Greg Murphy looks at way to minimise your risk of being exposed to the coronavirus
Originating in the city of Wuhan in China, the Covid-19 virus transmits effectively in humans and appears to have a higher mortality rate than more common illnesses such as seasonal flu.
The symptoms include fever, coughing, and shortness of breath or difficulty breathing.
A large study based in China found that 80% of cases so far presented with mild symptoms of the virus, 15% had more severe symptoms such as shortness of breath or other lung problems, while fewer than 5% of cases were critical.
Those most at risk from the virus include older people, those with respiratory problems, heart disease, and/or diabetes.
The viral nature of the disease has prompted countries around the world to create public health measures in an effort to contain the epidemic.
But what can you do to help minimise the risk of being exposed to the Covid-19 virus? There are a number of steps you can take.
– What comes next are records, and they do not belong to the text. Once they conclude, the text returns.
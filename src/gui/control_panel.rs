//! Control Panel Widget
//! Left side panel with data source, export controls and status.

use egui::{Color32, RichText};
use std::path::PathBuf;

/// Left side control panel with source selection and export controls.
pub struct ControlPanel {
    pub source_description: String,
    pub export_dir: PathBuf,
    pub row_count: usize,
    pub progress: f32,
    pub status: String,
    pub busy: bool,
}

impl ControlPanel {
    pub fn new(source_description: String, export_dir: PathBuf) -> Self {
        Self {
            source_description,
            export_dir,
            row_count: 0,
            progress: 0.0,
            status: "Ready".to_string(),
            busy: false,
        }
    }

    /// Draw the control panel
    pub fn show(&mut self, ui: &mut egui::Ui) -> ControlPanelAction {
        let mut action = ControlPanelAction::None;

        // Title
        ui.vertical_centered(|ui| {
            ui.add_space(5.0);
            ui.label(
                RichText::new("📊 Product Dashboard")
                    .size(22.0)
                    .color(Color32::from_rgb(100, 149, 237)),
            );
        });
        ui.add_space(10.0);
        ui.separator();
        ui.add_space(5.0);

        // ===== Data Source Section =====
        ui.label(RichText::new("🗄 Data Source").size(14.0).strong());
        ui.add_space(5.0);

        egui::Frame::none()
            .fill(ui.visuals().widgets.noninteractive.bg_fill)
            .rounding(5.0)
            .inner_margin(8.0)
            .show(ui, |ui| {
                ui.label(RichText::new(&self.source_description).size(12.0));
                ui.label(
                    RichText::new(format!("{} rows loaded", self.row_count))
                        .size(11.0)
                        .color(Color32::GRAY),
                );
            });

        ui.add_space(8.0);

        ui.add_enabled_ui(!self.busy, |ui| {
            ui.horizontal(|ui| {
                if ui.button("🔄 Refresh").clicked() {
                    action = ControlPanelAction::Refresh;
                }
                if ui.button("📂 Open CSV").clicked() {
                    action = ControlPanelAction::OpenCsv;
                }
            });
        });

        ui.add_space(15.0);
        ui.separator();
        ui.add_space(10.0);

        // ===== Export Section =====
        ui.label(RichText::new("📁 Export").size(14.0).strong());
        ui.add_space(5.0);

        ui.horizontal(|ui| {
            ui.label(
                RichText::new(self.export_dir.display().to_string())
                    .size(12.0)
                    .color(Color32::GRAY),
            );
            ui.with_layout(egui::Layout::right_to_left(egui::Align::Center), |ui| {
                if ui.small_button("Change").clicked() {
                    action = ControlPanelAction::ChooseExportDir;
                }
            });
        });

        ui.add_space(8.0);

        ui.vertical_centered(|ui| {
            ui.add_enabled_ui(!self.busy && self.row_count > 0, |ui| {
                let button = egui::Button::new(RichText::new("📄 Export Report").size(14.0))
                    .min_size(egui::vec2(180.0, 30.0));
                if ui.add(button).clicked() {
                    action = ControlPanelAction::ExportReport;
                }
            });
        });

        ui.add_space(15.0);
        ui.separator();
        ui.add_space(10.0);

        // ===== Progress Section =====
        ui.label(RichText::new("📊 Progress").size(14.0).strong());
        ui.add_space(5.0);

        ui.add(
            egui::ProgressBar::new(self.progress / 100.0)
                .show_percentage()
                .animate(self.busy),
        );

        ui.add_space(5.0);

        let status_color = if self.status.contains("Error") {
            Color32::from_rgb(220, 53, 69)
        } else if self.status.contains("Complete") {
            Color32::from_rgb(40, 167, 69)
        } else {
            Color32::GRAY
        };
        ui.label(RichText::new(&self.status).size(11.0).color(status_color));

        action
    }

    /// Set progress and status
    pub fn set_progress(&mut self, progress: f32, status: &str) {
        self.progress = progress;
        self.status = status.to_string();
    }
}

/// Actions triggered by control panel
#[derive(Debug, Clone, PartialEq)]
pub enum ControlPanelAction {
    None,
    Refresh,
    OpenCsv,
    ChooseExportDir,
    ExportReport,
}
Health organisations across the world are recommending that people wash their hands with soap and warm water regularly throughout the day.
The World Health Organization (WHO) also recommends using alcohol-based hand sanitiser when you do not have access to soap and water.
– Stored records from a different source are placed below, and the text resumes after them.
//! Data Processor Module
//! Cleans raw rows and derives the four chart summaries.

use crate::data::record::{
    ProductRecord, RawProductRow, DISCOUNT_COL, NAME_COL, PRICE_COL, RATINGS_COL,
};
use polars::prelude::*;
use serde::Serialize;

/// How many products the top-discount chart shows.
pub const TOP_DISCOUNT_COUNT: usize = 10;

const RATING_EDGES: [f64; 6] = [0.0, 1.0, 2.0, 3.0, 4.0, 5.0];
const RATING_LABELS: [&str; 5] = ["0-1", "1-2", "2-3", "3-4", "4-5"];

const DISCOUNT_EDGES: [f64; 7] = [0.0, 10.0, 20.0, 30.0, 40.0, 50.0, 100.0];
const DISCOUNT_LABELS: [&str; 6] = ["0-10%", "10-20%", "20-30%", "30-40%", "40-50%", "50%+"];

/// Fixed price edges; the final edge is the highest observed price.
const PRICE_EDGES: [f64; 6] = [0.0, 1000.0, 5000.0, 10000.0, 20000.0, 50000.0];
const PRICE_LABELS: [&str; 6] = [
    "<1000",
    "1000-5000",
    "5000-10000",
    "10000-20000",
    "20000-50000",
    "50000+",
];

/// Count of values falling in `(lower, upper]`.
#[derive(Debug, Clone, PartialEq, Serialize)]
pub struct Bucket {
    pub label: String,
    pub lower: f64,
    pub upper: f64,
    pub count: usize,
}

impl Bucket {
    pub fn contains(&self, value: f64) -> bool {
        value > self.lower && value <= self.upper
    }
}

/// Everything the dashboard shows for one load.
#[derive(Debug, Clone, Default, PartialEq, Serialize)]
pub struct DashboardData {
    pub records: Vec<ProductRecord>,
    pub top_discounts: Vec<ProductRecord>,
    pub rating_buckets: Vec<Bucket>,
    pub discount_buckets: Vec<Bucket>,
    pub price_buckets: Vec<Bucket>,
}

impl DashboardData {
    pub fn is_empty(&self) -> bool {
        self.records.is_empty()
    }
}

/// Handles data cleaning and the derived summaries.
pub struct DataProcessor;

impl DataProcessor {
    /// Parse raw rows into cleaned records, keeping row order.
    pub fn clean(rows: &[RawProductRow]) -> Vec<ProductRecord> {
        rows.iter().map(ProductRecord::from_raw).collect()
    }

    /// Build every summary from cleaned records.
    pub fn summarize(records: Vec<ProductRecord>) -> DashboardData {
        DashboardData {
            top_discounts: Self::top_discounts(&records, TOP_DISCOUNT_COUNT),
            rating_buckets: Self::rating_buckets(&records),
            discount_buckets: Self::discount_buckets(&records),
            price_buckets: Self::price_buckets(&records),
            records,
        }
    }

    /// The `n` records with the largest discount.
    ///
    /// Equal discounts keep their original row order.
    pub fn top_discounts(records: &[ProductRecord], n: usize) -> Vec<ProductRecord> {
        let mut sorted: Vec<&ProductRecord> = records.iter().collect();
        sorted.sort_by(|a, b| b.discount.total_cmp(&a.discount));
        sorted.into_iter().take(n).cloned().collect()
    }

    pub fn rating_buckets(records: &[ProductRecord]) -> Vec<Bucket> {
        Self::bucketize(
            records.iter().map(|r| r.ratings),
            &RATING_EDGES,
            &RATING_LABELS,
        )
    }

    pub fn discount_buckets(records: &[ProductRecord]) -> Vec<Bucket> {
        Self::bucketize(
            records.iter().map(|r| r.discount),
            &DISCOUNT_EDGES,
            &DISCOUNT_LABELS,
        )
    }

    /// Price buckets; the last bucket ends at the highest price in `records`.
    ///
    /// With no priced records, or a maximum at or below the last fixed edge,
    /// the last bucket is empty.
    pub fn price_buckets(records: &[ProductRecord]) -> Vec<Bucket> {
        let last_fixed = PRICE_EDGES[PRICE_EDGES.len() - 1];
        let top = Self::max_price(records).unwrap_or(last_fixed);

        let mut edges = PRICE_EDGES.to_vec();
        edges.push(top);

        Self::bucketize(
            records.iter().filter_map(|r| r.current_price),
            &edges,
            &PRICE_LABELS,
        )
    }

    /// Highest price among records that have one.
    pub fn max_price(records: &[ProductRecord]) -> Option<f64> {
        records
            .iter()
            .filter_map(|r| r.current_price)
            .max_by(f64::total_cmp)
    }

    /// Count values into consecutive `(edges[i], edges[i + 1]]` intervals.
    ///
    /// Values outside every interval are dropped. All buckets are returned,
    /// in edge order, including empty ones.
    pub fn bucketize(
        values: impl Iterator<Item = f64>,
        edges: &[f64],
        labels: &[&str],
    ) -> Vec<Bucket> {
        let mut buckets: Vec<Bucket> = edges
            .windows(2)
            .zip(labels)
            .map(|(pair, label)| Bucket {
                label: label.to_string(),
                lower: pair[0],
                upper: pair[1],
                count: 0,
            })
            .collect();

        for value in values {
            if let Some(bucket) = buckets.iter_mut().find(|b| b.contains(value)) {
                bucket.count += 1;
            }
        }

        buckets
    }

    /// Cleaned records as a DataFrame, in the source table's column names.
    pub fn to_dataframe(records: &[ProductRecord]) -> PolarsResult<DataFrame> {
        let names: Vec<&str> = records.iter().map(|r| r.name.as_str()).collect();
        let ratings: Vec<f64> = records.iter().map(|r| r.ratings).collect();
        let discounts: Vec<f64> = records.iter().map(|r| r.discount).collect();
        let prices: Vec<Option<f64>> = records.iter().map(|r| r.current_price).collect();

        DataFrame::new(vec![
            Column::new(NAME_COL.into(), names),
            Column::new(RATINGS_COL.into(), ratings),
            Column::new(DISCOUNT_COL.into(), discounts),
            Column::new(PRICE_COL.into(), prices),
        ])
    }
}

#[cfg(test)]
mod tests {
    use super::*;

    fn record(name: &str, ratings: f64, discount: f64, price: f64) -> ProductRecord {
        ProductRecord {
            name: name.to_string(),
            ratings,
            discount,
            current_price: Some(price),
        }
    }

    fn counts(buckets: &[Bucket]) -> Vec<usize> {
        buckets.iter().map(|b| b.count).collect()
    }

    #[test]
    fn two_row_catalog_cleans_and_buckets() {
        let rows = vec![
            RawProductRow::new("Blender", "No ratings", "15", "1200"),
            RawProductRow::new("Iron", "3.5", "No discount", "800"),
        ];

        let records = DataProcessor::clean(&rows);
        assert_eq!(
            records,
            vec![
                record("Blender", 0.0, 15.0, 1200.0),
                record("Iron", 3.5, 0.0, 800.0),
            ]
        );

        let data = DataProcessor::summarize(records);
        assert_eq!(counts(&data.rating_buckets), vec![0, 0, 0, 1, 0]);
        assert_eq!(data.rating_buckets[3].label, "3-4");
        assert_eq!(counts(&data.discount_buckets), vec![0, 1, 0, 0, 0, 0]);
        assert_eq!(data.discount_buckets[1].label, "10-20%");
        assert_eq!(counts(&data.price_buckets), vec![1, 1, 0, 0, 0, 0]);
        assert_eq!(data.price_buckets[0].label, "<1000");
        assert_eq!(data.price_buckets[1].label, "1000-5000");
    }

    #[test]
    fn buckets_are_open_on_the_left_and_closed_on_the_right() {
        let buckets = DataProcessor::bucketize(
            [0.0, 1.0, 1.0001, 5.0, 5.5, -2.0].into_iter(),
            &RATING_EDGES,
            &RATING_LABELS,
        );
        assert_eq!(counts(&buckets), vec![1, 1, 0, 0, 1]);
    }

    #[test]
    fn rating_counts_cover_exactly_the_in_range_rows() {
        let ratings = [0.5, 1.0, 2.2, 3.9, 4.0, 5.0, 0.0, 6.0, 4.7];
        let records: Vec<ProductRecord> = ratings
            .iter()
            .map(|&r| record("p", r, 0.0, 10.0))
            .collect();

        let buckets = DataProcessor::rating_buckets(&records);
        let in_range = ratings.iter().filter(|&&r| r > 0.0 && r <= 5.0).count();
        assert_eq!(buckets.iter().map(|b| b.count).sum::<usize>(), in_range);
        assert_eq!(buckets.len(), 5);
    }

    #[test]
    fn unrated_products_fall_in_no_rating_bucket() {
        let rows = vec![
            RawProductRow::new("Fan", "No ratings", "10", "900"),
            RawProductRow::new("Lamp", "0", "10", "900"),
            RawProductRow::new("Kettle", "0.5", "10", "900"),
        ];
        let buckets = DataProcessor::rating_buckets(&DataProcessor::clean(&rows));
        assert_eq!(counts(&buckets), vec![1, 0, 0, 0, 0]);
    }

    #[test]
    fn discount_buckets_include_zero_count_entries_in_order() {
        let records = vec![record("a", 1.0, 75.0, 1.0), record("b", 1.0, 100.0, 1.0)];
        let buckets = DataProcessor::discount_buckets(&records);

        let labels: Vec<&str> = buckets.iter().map(|b| b.label.as_str()).collect();
        assert_eq!(labels, DISCOUNT_LABELS.to_vec());
        assert_eq!(counts(&buckets), vec![0, 0, 0, 0, 0, 2]);
    }

    #[test]
    fn price_top_edge_follows_highest_price() {
        let records = vec![
            record("a", 1.0, 1.0, 500.0),
            record("b", 1.0, 1.0, 87_500.0),
            record("c", 1.0, 1.0, 60_000.0),
        ];
        let buckets = DataProcessor::price_buckets(&records);

        assert_eq!(buckets.last().unwrap().upper, 87_500.0);
        assert_eq!(buckets.last().unwrap().count, 2);
        assert_eq!(counts(&buckets), vec![1, 0, 0, 0, 0, 2]);
    }

    #[test]
    fn price_top_bucket_is_empty_when_nothing_exceeds_fixed_edges() {
        let records = vec![record("a", 1.0, 1.0, 12_000.0)];
        let buckets = DataProcessor::price_buckets(&records);

        assert_eq!(buckets.last().unwrap().upper, 12_000.0);
        assert_eq!(counts(&buckets), vec![0, 0, 0, 1, 0, 0]);
    }

    #[test]
    fn unpriced_records_are_left_out_of_price_buckets() {
        let mut unpriced = record("x", 1.0, 1.0, 0.0);
        unpriced.current_price = None;
        let records = vec![unpriced, record("a", 1.0, 1.0, 3000.0)];

        assert_eq!(DataProcessor::max_price(&records), Some(3000.0));
        let total: usize = DataProcessor::price_buckets(&records)
            .iter()
            .map(|b| b.count)
            .sum();
        assert_eq!(total, 1);
    }

    #[test]
    fn top_discounts_picks_largest_and_caps_at_ten() {
        let records: Vec<ProductRecord> = (0..25)
            .map(|i| record(&format!("p{i}"), 1.0, ((i * 7) % 25) as f64, 100.0))
            .collect();

        let top = DataProcessor::top_discounts(&records, TOP_DISCOUNT_COUNT);
        assert_eq!(top.len(), 10);

        let min_selected = top.iter().map(|r| r.discount).fold(f64::INFINITY, f64::min);
        let selected: Vec<&str> = top.iter().map(|r| r.name.as_str()).collect();
        for r in records.iter().filter(|r| !selected.contains(&r.name.as_str())) {
            assert!(min_selected >= r.discount);
        }
    }

    #[test]
    fn top_discount_ties_keep_row_order() {
        let records = vec![
            record("first", 1.0, 30.0, 1.0),
            record("second", 1.0, 50.0, 1.0),
            record("third", 1.0, 30.0, 1.0),
            record("fourth", 1.0, 30.0, 1.0),
        ];

        let top = DataProcessor::top_discounts(&records, 3);
        let names: Vec<&str> = top.iter().map(|r| r.name.as_str()).collect();
        assert_eq!(names, vec!["second", "first", "third"]);
    }

    #[test]
    fn empty_dataset_yields_empty_summaries() {
        let data = DataProcessor::summarize(Vec::new());

        assert!(data.is_empty());
        assert!(data.top_discounts.is_empty());
        assert_eq!(data.rating_buckets.len(), 5);
        assert_eq!(data.discount_buckets.len(), 6);
        assert_eq!(data.price_buckets.len(), 6);
        assert!(data
            .rating_buckets
            .iter()
            .chain(&data.discount_buckets)
            .chain(&data.price_buckets)
            .all(|b| b.count == 0));
    }

    #[test]
    fn dataframe_uses_table_column_names() {
        let df = DataProcessor::to_dataframe(&[record("a", 4.0, 20.0, 999.0)]).unwrap();
        assert_eq!(df.height(), 1);
        let names: Vec<String> = df
            .get_column_names()
            .iter()
            .map(|s| s.to_string())
            .collect();
        assert_eq!(names, vec![NAME_COL, RATINGS_COL, DISCOUNT_COL, PRICE_COL]);
    }
}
The HSE recommends washing your hands for at least 20 seconds and to make sure they are properly clean
Keeping your hands clean is essential to kill viruses and to stop the spread of harmful bacteria and germs.
Our hands touch many surfaces during our day and can pick up any number of germs. Once contaminated, your hands can spread these germs to your eyes, nose or mouth, giving them a direct path to enter your body. Some may find it difficult to break the habit, but bear in mind it’s strongly recommended by the WHO.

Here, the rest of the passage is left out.